*EXERCISE BRIEF:* What do the lines say from the start of the entries through the one containing "pub struct PilumArgs"? Repeat them exactly.

*DATA IN THIS EXERCISE:*

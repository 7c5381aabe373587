//! Command line argument parsing for the Pilum CLI using clap.

use std::path::PathBuf;

use clap::{Parser, Subcommand, ValueEnum};
use serde::{Deserialize, Serialize};

/// Pilum - inspect and verify segment files
#[derive(Parser, Debug, Clone)]
#[command(name = "pilum")]
#[command(about = "Inspect and verify Pilum segment files")]
#[command(version = env!("CARGO_PKG_VERSION"))]
#[command(long_about = None)]
pub struct PilumArgs {
    /// Verbosity level (0=quiet, 1=normal, 2=verbose, 3=debug)
    #[arg(short, long, action = clap::ArgAction::Count, global = true)]
    pub verbose: u8,

    /// Quiet mode (overrides verbose)
    #[arg(short, long, global = true)]
    pub quiet: bool,

    /// Output format
    #[arg(short = 'f', long = "format", default_value = "human", global = true)]
    pub output_format: OutputFormat,

    /// Pretty-print JSON output
    #[arg(long, global = true)]
    pub pretty: bool,

    /// Subcommand to execute
    #[command(subcommand)]
    pub command: Command,
}

impl PilumArgs {
    /// Get the effective verbosity level
    pub fn verbosity(&self) -> u8 {
        if self.quiet {
            0
        } else {
            match self.verbose {
                0 => 1,
                n => n,
            }
        }
    }
}

/// Available CLI commands
#[derive(Subcommand, Debug, Clone)]
pub enum Command {
    /// List the segments in a directory
    List(ListArgs),

    /// Show the descriptor and fields of a segment
    Info(SegmentArgs),

    /// Verify every checksum of a segment
    Check(SegmentArgs),
}

/// Arguments for listing segments
#[derive(Parser, Debug, Clone)]
pub struct ListArgs {
    /// Directory holding the segment files
    #[arg(short, long, value_name = "DIR")]
    pub path: PathBuf,
}

/// Arguments for commands that act on one segment
#[derive(Parser, Debug, Clone)]
pub struct SegmentArgs {
    /// Directory holding the segment files
    #[arg(short, long, value_name = "DIR")]
    pub path: PathBuf,

    /// Segment name, such as `_0`
    #[arg(short, long, value_name = "NAME")]
    pub segment: String,
}

/// Output format options
#[derive(ValueEnum, Debug, Clone, Copy, PartialEq, Eq, Serialize, Deserialize)]
pub enum OutputFormat {
    /// Human-readable output
    Human,
    /// JSON output
    Json,
}

#[cfg(test)]
mod tests {
    use super::*;

    #[test]
    fn test_list_command() {
        let args = PilumArgs::try_parse_from(["pilum", "list", "--path", "/data/index"]).unwrap();
        match args.command {
            Command::List(list) => assert_eq!(list.path, PathBuf::from("/data/index")),
            other => panic!("Expected List command, got {other:?}"),
        }
    }

    #[test]
    fn test_segment_commands() {
        let args =
            PilumArgs::try_parse_from(["pilum", "check", "-p", "/data/index", "-s", "_a"]).unwrap();
        match args.command {
            Command::Check(check) => {
                assert_eq!(check.path, PathBuf::from("/data/index"));
                assert_eq!(check.segment, "_a");
            }
            other => panic!("Expected Check command, got {other:?}"),
        }

        assert!(PilumArgs::try_parse_from(["pilum", "info", "--path", "/data/index"]).is_err());
    }

    #[test]
    fn test_verbosity_levels() {
        let args = PilumArgs::try_parse_from(["pilum", "list", "-p", "."]).unwrap();
        assert_eq!(args.verbosity(), 1);

        let args = PilumArgs::try_parse_from(["pilum", "-vvv", "list", "-p", "."]).unwrap();
        assert_eq!(args.verbosity(), 3);

        let args = PilumArgs::try_parse_from(["pilum", "-vv", "--quiet", "list", "-p", "."]).unwrap();
        assert_eq!(args.verbosity(), 0);
    }

    #[test]
    fn test_output_format() {
        let args =
            PilumArgs::try_parse_from(["pilum", "--format", "json", "--pretty", "list", "-p", "."])
                .unwrap();
        assert_eq!(args.output_format, OutputFormat::Json);
        assert!(args.pretty);

        assert!(PilumArgs::try_parse_from(["pilum", "--format", "yaml", "list", "-p", "."]).is_err());
    }
}
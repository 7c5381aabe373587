//! Sorted columns: a dictionary of distinct terms plus one ordinal per
//! document.

use std::sync::Arc;

use crate::codec::doc_values::binary::{self, BinaryEntry, BinaryValues};
use crate::codec::doc_values::numeric::{self, LoadedNumeric, NumericEntry};
use crate::codec::doc_values::{BinaryDocValues, SortedDocValues};
use crate::error::{PilumError, Result};
use crate::storage::StorageOutput;
use crate::storage::structured::StructWriter;
use crate::util::bytes;

/// Ordinal of a document without a value.
pub const NO_ORD: i64 = -1;

/// The dictionary and ordinal entries of a sorted column.
#[derive(Debug, Clone, Copy, PartialEq, Eq)]
pub struct SortedEntry {
    pub dictionary: BinaryEntry,
    pub ords: NumericEntry,
}

/// Check a sorted column before anything is written.
pub fn validate_sorted(dictionary: &[Vec<u8>], ords: &[i64]) -> Result<()> {
    if let Some(pos) = bytes::first_unsorted(dictionary) {
        return Err(PilumError::consistency(format!(
            "sorted dictionary is not strictly ascending at position {pos}"
        )));
    }
    let size = dictionary.len() as i64;
    if let Some((doc, ord)) = ords
        .iter()
        .enumerate()
        .find(|&(_, &ord)| ord < NO_ORD || ord >= size)
    {
        return Err(PilumError::consistency(format!(
            "ordinal {ord} of doc {doc} out of range [-1, {size})"
        )));
    }
    Ok(())
}

/// Write the dictionary then the ordinals at the current position of `data`.
pub fn write_sorted<W: StorageOutput>(
    data: &mut StructWriter<W>,
    dictionary: &[Vec<u8>],
    ords: &[i64],
    max_table_cardinality: usize,
) -> Result<SortedEntry> {
    validate_sorted(dictionary, ords)?;
    let dictionary = binary::write_binary(data, dictionary)?;
    let ords = numeric::write_numeric(data, ords, max_table_cardinality)?;
    Ok(SortedEntry { dictionary, ords })
}

/// Accessor over a sorted column.
#[derive(Debug)]
pub struct SortedValues {
    terms: BinaryValues,
    ords: Arc<LoadedNumeric>,
}

impl SortedValues {
    pub fn new(terms: BinaryValues, ords: Arc<LoadedNumeric>) -> Self {
        SortedValues { terms, ords }
    }
}

impl SortedDocValues for SortedValues {
    fn ord(&self, doc: u32) -> Result<i64> {
        if doc as usize >= self.ords.count() {
            return Err(PilumError::invalid_argument(format!(
                "doc {doc} out of range [0, {})",
                self.ords.count()
            )));
        }
        Ok(self.ords.value(doc as usize))
    }

    fn lookup_ord(&mut self, ord: u32) -> Result<Vec<u8>> {
        if ord >= self.terms.len() {
            return Err(PilumError::invalid_argument(format!(
                "ordinal {ord} out of range [0, {})",
                self.terms.len()
            )));
        }
        self.terms.get(ord)
    }

    fn value_count(&self) -> u32 {
        self.terms.len()
    }
}
/// Random access to value `index` of a payload packed at `bits` bits.
#[inline]
pub fn read_value(payload: &[u32], bits: u32, index: usize) -> u32 {
    let bit = index * bits as usize;
    let word = bit / 32;
    let shift = (bit % 32) as u32;
    let mut value = payload[word] >> shift;
    if shift + bits > 32 {
        value |= payload[word + 1] << (32 - shift);
    }
    if bits == 32 {
        value
    } else {
        value & ((1u32 << bits) - 1)
    }
}

/// Byte length of a packed column of `count` values at `bits` bits.
pub fn packed_column_len(count: usize, bits: u32) -> u64 {
    let full_blocks = count / BLOCK_SIZE;
    let tail = count % BLOCK_SIZE;
    let mut words = full_blocks * (1 + payload_words(BLOCK_SIZE, bits));
    if tail > 0 {
        words += 1 + payload_words(tail, bits);
    }
    1 + 4 * words as u64
}

/// Streams values into a packed column.
///
/// Writes the width byte up front, then one block per 128 values.
pub struct PackedColumnWriter<'a, W: StorageOutput> {
    out: &'a mut StructWriter<W>,
    bits: u32,
    pending: Vec<u32>,
    words: Vec<u32>,
    count: usize,
}

impl<'a, W: StorageOutput> PackedColumnWriter<'a, W> {
    /// Start a column of `bits`-bit values.
    pub fn new(out: &'a mut StructWriter<W>, bits: u32) -> Result<Self> {
        validate_block(1, bits)?;
        out.write_u8(bits as u8)?;
        Ok(PackedColumnWriter {
            out,
            bits,
            pending: Vec::with_capacity(BLOCK_SIZE),
            words: Vec::with_capacity(1 + payload_words(BLOCK_SIZE, bits)),
            count: 0,
        })
    }

    /// Append one value.
    pub fn add(&mut self, value: u64) -> Result<()> {
        let value = u32::try_from(value)
            .ok()
            .filter(|v| self.bits == 32 || v >> self.bits == 0)
            .ok_or_else(|| {
                PilumError::consistency(format!(
                    "value {value} does not fit in {} bits",
                    self.bits
                ))
            })?;
        self.pending.push(value);
        self.count += 1;
        if self.pending.len() == BLOCK_SIZE {
            self.flush_block()?;
        }
        Ok(())
    }

    fn flush_block(&mut self) -> Result<()> {
        self.words.clear();
        pack_block_into(&self.pending, self.bits, &mut self.words)?;
        self.out.write_u32_words(&self.words)?;
        self.pending.clear();
        Ok(())
    }

    /// Flush the final partial block. Returns the number of values written.
    pub fn finish(mut self) -> Result<usize> {
        if !self.pending.is_empty() {
            self.flush_block()?;
        }
        Ok(self.count)
    }
}

/// Write `values` as a packed column at the minimal width for their maximum.
///
/// Returns the width used.
pub fn write_packed_column<W: StorageOutput>(
    out: &mut StructWriter<W>,
    values: &[u64],
) -> Result<u32> {
    let max = values.iter().copied().max().unwrap_or(0);
    let bits = bits_required(max);
    let mut writer = PackedColumnWriter::new(out, bits)?;
    for &value in values {
        writer.add(value)?;
    }
    writer.finish()?;
    Ok(bits)
}

/// A packed column held in memory.
#[derive(Debug, Clone)]
pub struct PackedColumn {
    bits: u32,
    count: usize,
    words: Vec<u32>,
}
#[cfg(test)]
mod tests {
    use super::*;
    use crate::codec::doc_values::{ColumnarDocValuesConfig, ColumnarDocValuesConsumer, DocValuesConsumer};
    use crate::codec::doc_values::numeric::NumericMode;
    use crate::index::field_info::FieldInfo;
    use crate::index::state::SegmentWriteState;
    use crate::storage::memory::MemoryStorage;
    use std::thread;

    const ID: [u8; 16] = [3; 16];

    fn field_infos() -> Arc<FieldInfos> {
        Arc::new(
            FieldInfos::new(vec![
                FieldInfo::new("count", 0, DocValuesType::Numeric, false),
                FieldInfo::new("payload", 1, DocValuesType::Binary, false),
                FieldInfo::new("color", 2, DocValuesType::Sorted, false),
                FieldInfo::new("unused", 3, DocValuesType::Numeric, false),
            ])
            .unwrap(),
        )
    }

    fn write_state(storage: &Arc<dyn Storage>, infos: &Arc<FieldInfos>, max_doc: u32) -> SegmentWriteState {
        SegmentWriteState {
            storage: Arc::clone(storage),
            segment_name: "_0".to_string(),
            segment_id: ID,
            max_doc,
            field_infos: Arc::clone(infos),
            segment_suffix: "Columnar10_0".to_string(),
        }
    }

    fn read_state(storage: &Arc<dyn Storage>, infos: &Arc<FieldInfos>, max_doc: u32) -> SegmentReadState {
        SegmentReadState {
            storage: Arc::clone(storage),
            segment_name: "_0".to_string(),
            segment_id: ID,
            max_doc,
            field_infos: Arc::clone(infos),
            segment_suffix: "Columnar10_0".to_string(),
        }
    }

    fn write_segment(storage: &Arc<dyn Storage>, infos: &Arc<FieldInfos>) {
        let state = write_state(storage, infos, 100);
        let mut consumer =
            ColumnarDocValuesConsumer::new(&state, ColumnarDocValuesConfig::default()).unwrap();

        let counts: Vec<i64> = (0..100).map(|i| i * 3).collect();
        let payloads: Vec<Vec<u8>> = (0..100).map(|i| vec![b'x'; i % 5]).collect();
        let dictionary = vec![b"blue".to_vec(), b"green".to_vec(), b"red".to_vec()];
        let ords: Vec<i64> = (0..100).map(|i| (i % 4) - 1).collect();

        consumer
            .add_numeric_field(infos.field_by_number(0).unwrap(), &counts)
            .unwrap();
        consumer
            .add_binary_field(infos.field_by_number(1).unwrap(), &payloads)
            .unwrap();
        consumer
            .add_sorted_field(infos.field_by_number(2).unwrap(), &dictionary, &ords)
            .unwrap();
        consumer.close().unwrap();
    }

    #[test]
    fn test_write_and_read_all_types() {
        let storage: Arc<dyn Storage> = Arc::new(MemoryStorage::new_default());
        let infos = field_infos();
        write_segment(&storage, &infos);

        assert_eq!(
            storage.list_files().unwrap(),
            vec!["_0_Columnar10_0.dvd", "_0_Columnar10_0.dvm"]
        );

        let producer = ColumnarDocValuesProducer::open(&read_state(&storage, &infos, 100)).unwrap();
        let counts = producer.numeric(infos.field_by_name("count").unwrap()).unwrap();
        assert_eq!(counts.get(33).unwrap(), 99);
        assert_eq!(counts.len(), 100);

        let mut payloads = producer.binary(infos.field_by_name("payload").unwrap()).unwrap();
        assert_eq!(payloads.get(7).unwrap(), vec![b'x'; 2]);
        assert_eq!(payloads.get(5).unwrap(), Vec::<u8>::new());

        let mut colors = producer.sorted(infos.field_by_name("color").unwrap()).unwrap();
        assert_eq!(colors.get(0).unwrap(), None);
        assert_eq!(colors.get(3).unwrap(), Some(b"red".to_vec()));
        assert_eq!(colors.lookup_term(b"green").unwrap(), Ok(1));

        producer.check_integrity().unwrap();
        producer.close().unwrap();
        producer.close().unwrap();
        assert!(producer.numeric(infos.field_by_name("count").unwrap()).is_err());
    }

    #[test]
    fn test_numeric_columns_are_memoized() {
        let storage: Arc<dyn Storage> = Arc::new(MemoryStorage::new_default());
        let infos = field_infos();
        write_segment(&storage, &infos);

        let producer =
            Arc::new(ColumnarDocValuesProducer::open(&read_state(&storage, &infos, 100)).unwrap());
        let field = Arc::clone(infos.field_by_name("count").unwrap());

        let handles: Vec<_> = (0..4)
            .map(|_| {
                let producer = Arc::clone(&producer);
                let field = Arc::clone(&field);
                thread::spawn(move || producer.numeric(&field).unwrap())
            })
            .collect();
        let loaded: Vec<Arc<dyn NumericDocValues>> =
            handles.into_iter().map(|h| h.join().unwrap()).collect();
        for other in &loaded[1..] {
            assert!(Arc::ptr_eq(&loaded[0], other));
        }
        assert_eq!(loaded[0].get(99).unwrap(), 297);
    }

    #[test]
    fn test_wrong_type_and_missing_field() {
        let storage: Arc<dyn Storage> = Arc::new(MemoryStorage::new_default());
        let infos = field_infos();
        write_segment(&storage, &infos);

        let producer = ColumnarDocValuesProducer::open(&read_state(&storage, &infos, 100)).unwrap();
        let err = producer.binary(infos.field_by_name("count").unwrap()).unwrap_err();
        assert_eq!(err.kind(), crate::error::ErrorKind::Consistency);
        assert!(producer.numeric(infos.field_by_name("unused").unwrap()).is_err());
    }

    #[test]
    fn test_wrong_value_count_rejected() {
        let storage: Arc<dyn Storage> = Arc::new(MemoryStorage::new_default());
        let infos = field_infos();
        let state = write_state(&storage, &infos, 10);
        let mut consumer =
            ColumnarDocValuesConsumer::new(&state, ColumnarDocValuesConfig::default()).unwrap();

        let field = infos.field_by_number(0).unwrap();
        assert!(consumer.add_numeric_field(field, &[1, 2, 3]).is_err());
        assert!(
            consumer
                .add_binary_field(field, &vec![Vec::new(); 10])
                .is_err()
        );
        consumer.abort();
        assert!(storage.list_files().unwrap().is_empty());
    }

    #[test]
    fn test_table_mode_survives_reopen() {
        let storage: Arc<dyn Storage> = Arc::new(MemoryStorage::new_default());
        let infos = field_infos();
        let state = write_state(&storage, &infos, 1000);
        let mut consumer =
            ColumnarDocValuesConsumer::new(&state, ColumnarDocValuesConfig::default()).unwrap();
        let values: Vec<i64> = (0..1000).map(|i| [5, 1 << 40, -7][i % 3]).collect();
        consumer
            .add_numeric_field(infos.field_by_number(0).unwrap(), &values)
            .unwrap();
        consumer.close().unwrap();

        let producer = ColumnarDocValuesProducer::open(&read_state(&storage, &infos, 1000)).unwrap();
        let field = infos.field_by_number(0).unwrap();
        let column = producer.numeric(field).unwrap();
        for (doc, &v) in values.iter().enumerate() {
            assert_eq!(column.get(doc as u32).unwrap(), v);
        }
        let Some(DocValuesEntry::Numeric(entry)) = producer.entries.get(&0).copied() else {
            panic!("expected a numeric entry");
        };
        let loaded = producer.load_numeric(0, &entry).unwrap();
        assert_eq!(loaded.mode(), NumericMode::Table);
    }

    #[test]
    fn test_corrupt_data_detected_at_open() {
        let memory = Arc::new(MemoryStorage::new_default());
        let storage: Arc<dyn Storage> = memory.clone();
        let infos = field_infos();
        write_segment(&storage, &infos);

        let name = "_0_Columnar10_0.dvd";
        let mut bytes = crate::storage::read_all(storage.as_ref(), name).unwrap();
        let middle = bytes.len() / 2;
        bytes[middle] ^= 0xFF;
        memory.overwrite_file(name, bytes).unwrap();

        let err = ColumnarDocValuesProducer::open(&read_state(&storage, &infos, 100)).unwrap_err();
        assert!(err.is_corruption());
    }

    #[test]
    fn test_wrong_suffix_or_id_detected() {
        let storage: Arc<dyn Storage> = Arc::new(MemoryStorage::new_default());
        let infos = field_infos();
        write_segment(&storage, &infos);

        let mut state = read_state(&storage, &infos, 100);
        state.segment_id = [9; 16];
        assert!(ColumnarDocValuesProducer::open(&state).unwrap_err().is_corruption());

        let mut state = read_state(&storage, &infos, 100);
        state.max_doc = 99;
        assert!(ColumnarDocValuesProducer::open(&state).unwrap_err().is_corruption());
    }
}
//! Context handed to formats when a segment is written or read.

use std::sync::Arc;

use crate::codec::codec_util::ID_LENGTH;
use crate::index::field_info::FieldInfos;
use crate::storage::Storage;

/// Everything a format needs to write its files for one segment.
#[derive(Debug, Clone)]
pub struct SegmentWriteState {
    /// Where files are created.
    pub storage: Arc<dyn Storage>,

    /// Name of the segment being written.
    pub segment_name: String,

    /// Id of the segment being written.
    pub segment_id: [u8; ID_LENGTH],

    /// Number of documents in the segment.
    pub max_doc: u32,

    /// Fields of the segment.
    pub field_infos: Arc<FieldInfos>,

    /// Suffix inserted into file names, empty for the top-level format.
    pub segment_suffix: String,
}

impl SegmentWriteState {
    /// A copy of this state with a different suffix.
    pub fn with_suffix(&self, suffix: impl Into<String>) -> Self {
        SegmentWriteState {
            segment_suffix: suffix.into(),
            ..self.clone()
        }
    }
}

/// Everything a format needs to open its files for one segment.
#[derive(Debug, Clone)]
pub struct SegmentReadState {
    /// Where files are read from; the compound reader for compound segments.
    pub storage: Arc<dyn Storage>,

    /// Name of the segment being read.
    pub segment_name: String,

    /// Id recorded in the segment descriptor.
    pub segment_id: [u8; ID_LENGTH],

    /// Number of documents in the segment.
    pub max_doc: u32,

    /// Fields of the segment.
    pub field_infos: Arc<FieldInfos>,

    /// Suffix inserted into file names, empty for the top-level format.
    pub segment_suffix: String,
}

impl SegmentReadState {
    /// A copy of this state with a different suffix.
    pub fn with_suffix(&self, suffix: impl Into<String>) -> Self {
        SegmentReadState {
            segment_suffix: suffix.into(),
            ..self.clone()
        }
    }
}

*EXERCISE SOLUTION:*
repository 7c5381aabe373587
//! Command line argument parsing for the Pilum CLI using clap.

use std::path::PathBuf;

use clap::{Parser, Subcommand, ValueEnum};
use serde::{Deserialize, Serialize};

/// Pilum - inspect and verify segment files
#[derive(Parser, Debug, Clone)]
#[command(name = "pilum")]
#[command(about = "Inspect and verify Pilum segment files")]
#[command(version = env!("CARGO_PKG_VERSION"))]
#[command(long_about = None)]
pub struct PilumArgs {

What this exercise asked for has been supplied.